Setelah saling bertukar tembakan, militer Korea Selatan saat ini berada pada siaga tingkat tinggi menghadapi Korea Utara.
Ketegangan antara kedua negara ini kembali memuncak setelah pihak militer Korea Utara menembakkan rentetan peluru ke unit militer Korea Selatan yang kemudian dibalas kembali oleh pihak militer Korea Selatan.
Korea Utara pada sebelumnya telah memperingatkan kepada Korsel agar tidak menyiarkan propaganda anti-Korut lewat pengeras suara yang terdengar melewati batas wilayah kedua negara ini. Namun mungkin hal tersebut tidak diindahkan oleh pihak Korsel yang kemudian memicu serangan peluru dari pihak Korut ke arah pengeras suara tersebut.

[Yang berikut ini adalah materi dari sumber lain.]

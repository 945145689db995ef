use crate::{Broker, QueueOptions, Result};

/// Exchange, queue, dead-letter queue and bindings owned by one consumer.
///
/// Every service declares its own topology on startup. Declaration is
/// idempotent, so several processes may declare the same topology.
#[derive(Debug, Clone)]
pub struct Topology {
    pub exchange: String,
    pub queue: String,
    pub binding_keys: Vec<String>,
}

impl Topology {
    pub fn new(exchange: impl Into<String>, queue: impl Into<String>) -> Self {
        Self {
            exchange: exchange.into(),
            queue: queue.into(),
            binding_keys: Vec::new(),
        }
    }

    /// Adds a binding key for the consuming queue.
    pub fn bind(mut self, binding_key: impl Into<String>) -> Self {
        self.binding_keys.push(binding_key.into());
        self
    }

    /// Name of the dead-letter exchange paired with the main exchange.
    pub fn dead_letter_exchange(&self) -> String {
        format!("{}.dlx", self.exchange)
    }

    /// Name of the consuming queue's dead-letter queue.
    pub fn dead_letter_queue(&self) -> String {
        format!("{}.dlq", self.queue)
    }

    /// Declares the whole topology on a broker.
    #[tracing::instrument(skip(self, broker), fields(exchange = %self.exchange, queue = %self.queue))]
    pub async fn declare(&self, broker: &dyn Broker) -> Result<()> {
        let dlx = self.dead_letter_exchange();
        let dlq = self.dead_letter_queue();

        broker.declare_exchange(&self.exchange).await?;
        broker.declare_exchange(&dlx).await?;

        broker
            .declare_queue(
                &self.queue,
                QueueOptions::durable().with_dead_letter(dlx.clone(), self.queue.clone()),
            )
            .await?;
        broker.declare_queue(&dlq, QueueOptions::durable()).await?;
        broker.bind_queue(&dlq, &dlx, &self.queue).await?;

        for key in &self.binding_keys {
            broker.bind_queue(&self.queue, &self.exchange, key).await?;
        }

        tracing::info!(bindings = ?self.binding_keys, "topology declared");
        Ok(())
    }
}

#[cfg(test)]
mod tests {
    use super::*;
    use crate::{InMemoryBroker, Message, MessageProperties};

    #[tokio::test]
    async fn declare_is_idempotent() {
        let broker = InMemoryBroker::new();
        let topology = Topology::new("ecommerce.events", "ledger.events").bind("order.delivered");

        topology.declare(&broker).await.unwrap();
        topology.declare(&broker).await.unwrap();

        let routed = broker
            .publish(
                "ecommerce.events",
                "order.delivered",
                Message::new(b"{}".to_vec(), MessageProperties::persistent_json()),
            )
            .await
            .unwrap();
        assert_eq!(routed, 1);
    }

    #[test]
    fn dead_letter_names() {
        let topology = Topology::new("ecommerce.events", "ledger.events");
        assert_eq!(topology.dead_letter_exchange(), "ecommerce.events.dlx");
        assert_eq!(topology.dead_letter_queue(), "ledger.events.dlq");
    }
}
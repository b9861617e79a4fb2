//! Workflows adapter (spec §4.4): fire-and-forget notifications. Every
//! call here is logged and swallowed on failure by the core (spec §7
//! propagation policy) — the trait itself still returns a `Result` so a
//! caller that *does* want to observe failures (tests, metrics) can.

pub mod http;

use async_trait::async_trait;
use serde::Serialize;
use uuid::Uuid;

pub use self::http::HttpWorkflowsClient;

#[derive(thiserror::Error, Debug)]
pub enum WorkflowsError {
    #[error("workflows request failed: {0}")]
    Request(#[from] reqwest::Error),
}

#[derive(Clone, Debug, Serialize)]
pub struct GenerateArtifactMsg {
    pub tenant_id: String,
    pub name: String,
    pub device_types_compatible: Vec<String>,
    #[serde(rename = "type")]
    pub kind: String,
    pub args: Option<serde_json::Value>,
    pub staged_object_key: String,
}

#[derive(Clone, Debug, Serialize)]
pub struct ReindexDeploymentItem {
    pub device_id: String,
    pub deployment_id: Uuid,
    pub device_deployment_id: Uuid,
}

#[async_trait]
pub trait WorkflowsClient: Send + Sync {
    async fn start_generate_artifact(&self, msg: GenerateArtifactMsg) -> Result<(), WorkflowsError>;
    async fn start_reindex_reporting(&self, device_id: &str) -> Result<(), WorkflowsError>;
    async fn start_reindex_reporting_deployment(
        &self,
        device_id: &str,
        deployment_id: Uuid,
        device_deployment_id: Uuid,
    ) -> Result<(), WorkflowsError>;
    async fn start_reindex_reporting_deployment_batch(
        &self,
        items: Vec<ReindexDeploymentItem>,
    ) -> Result<(), WorkflowsError>;
}

/// Calls `f` and logs+swallows any error, matching the teacher's
/// `remove_from_queue`/`build_failed` pattern of never surfacing adapter
/// failures as the caller's error (spec §7).
pub async fn fire_and_forget<F, Fut>(op: &str, f: F)
where
    F: FnOnce() -> Fut,
    Fut: std::future::Future<Output = Result<(), WorkflowsError>>,
{
    if let Err(error) = f().await {
        tracing::warn!(operation = op, error = %error, "workflow notification failed");
    }
}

Propaganda tersebut diketahui sudah lebih dari satu dekade lebih tidak disuarakan semenjak insiden ranjau darat yang memakan dua korban tentara dari pihak Korsel. Dan ini yang pertama kalinya propaganda tersebut kembali disiarkan.
Propaganda tersebut merupakan aksi dari pihak Korsel yang menyalahkan Korut atas insiden ledakan ranjau darat yang memakan korban 2 orang militer Korsel tersebut. Tapi Korut menyangkal bahwa merekalah yang harus disalahkan atas insiden tersebut.
Pihak Korut lantas menyerang unit militer Korsel dan meminta agar penyiaran propaganda sepanjang garis batas wilayah antara kedua negara ini harus berakhir dalam 2 x 24 jam, atau penyerangan lebih lanjut akan digencarkan kembali seperti yang diinformasikan oleh Menteri Pertahanan Korsel.
Pada serangan tersebut, pihak Korsel telah mengevakuasi warganya yang bertempat tinggal di Yeoncheon karena berdekatan pada daerah konflik tersebut. Sekitar 80 warga telah berhasil dievakuasi dan dibawa ke tempat penampungan.